Abstract

The quartz v-axis orientations and microstructures have been analyzed in an originally single-crystal buckled quartz vein of greenschist metamorphic grade from the Sambagawa metamorphic belt, southwest Japan. The basal (0001) plane was inclined by ca 10–20 to the quartz vein surface before deformation, and the flexure (essentially kink) which produced the fold was accomplished by basal (0001) slip alone in the hinges (i.e. flexural-slip folding). In addition to crystal plasticity, dissolution microstructures are ubiquitous in the quartz vein. Dynamic recrystallization resulted from both subgrain rotation and grain-boundary migration.

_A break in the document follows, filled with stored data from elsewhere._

use sqlx::SqlitePool;
use validator::Validate;

use crate::{
    auth::{utils, RegisterUser},
    error::{AppError, AppResult},
    users::{non_blank, User, DEFAULT_HEADER_IMAGE_URL, DEFAULT_IMAGE_URL},
};

/// Creates an account. A username or email collision is reported as one
/// `Duplicate` without saying which field clashed.
pub async fn signup(pool: &SqlitePool, mut payload: RegisterUser) -> AppResult<User> {
    payload.image_url = non_blank(payload.image_url);
    payload.validate()?;

    let password_hash = utils::hash_password(&payload.password)
        .map_err(|e| AppError::Internal(e.to_string()))?;

    let image_url = payload
        .image_url
        .unwrap_or_else(|| DEFAULT_IMAGE_URL.to_string());

    let user = sqlx::query_as::<_, User>(
        r#"
        INSERT INTO users (username, email, image_url, header_image_url, password_hash)
        VALUES ($1, $2, $3, $4, $5)
        RETURNING *
        "#,
    )
    .bind(&payload.username)
    .bind(&payload.email)
    .bind(&image_url)
    .bind(DEFAULT_HEADER_IMAGE_URL)
    .bind(&password_hash)
    .fetch_one(pool)
    .await
    .map_err(|e| AppError::duplicate_or(e, "Username or email already taken"))?;

    tracing::info!(user_id = user.id, "user signed up");

    Ok(user)
}

/// Returns the user only when the username exists and the password matches.
/// Unknown usernames and wrong passwords are indistinguishable to the caller.
pub async fn authenticate(
    pool: &SqlitePool,
    username: &str,
    password: &str,
) -> AppResult<Option<User>> {
    let user = sqlx::query_as::<_, User>("SELECT * FROM users WHERE username = $1")
        .bind(username)
        .fetch_optional(pool)
        .await?;

    let Some(user) = user else {
        utils::verify_dummy(password);
        return Ok(None);
    };

    if utils::verify_password(&user.password_hash, password).is_err() {
        return Ok(None);
    }

    Ok(Some(user))
}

Rotation recrystallization associated with basal (0001) slip resulted in host-controlled v-axis orientation distribution along a great circle, whereas migration recrystallization, perhaps assisted by intergranular fluid, resulted in a penetrative development of a weak X (elongation)-maximum v-axis fabric nowhere rotated by the folding. The migration recrystallization is evidenced by large v-axis misorientations across the grain boundaries, as well as irregular grain shape. Based on the weak v-axis fabric development and lack of grain shape fabric, solution-precipitation creep may have dominated in the fluid-assisted grain-boundary migration regime, and hence it is inferred that the transition from rotation to migration recrystallization was caused by a local decrease of differential stress in the buckled quartz vein.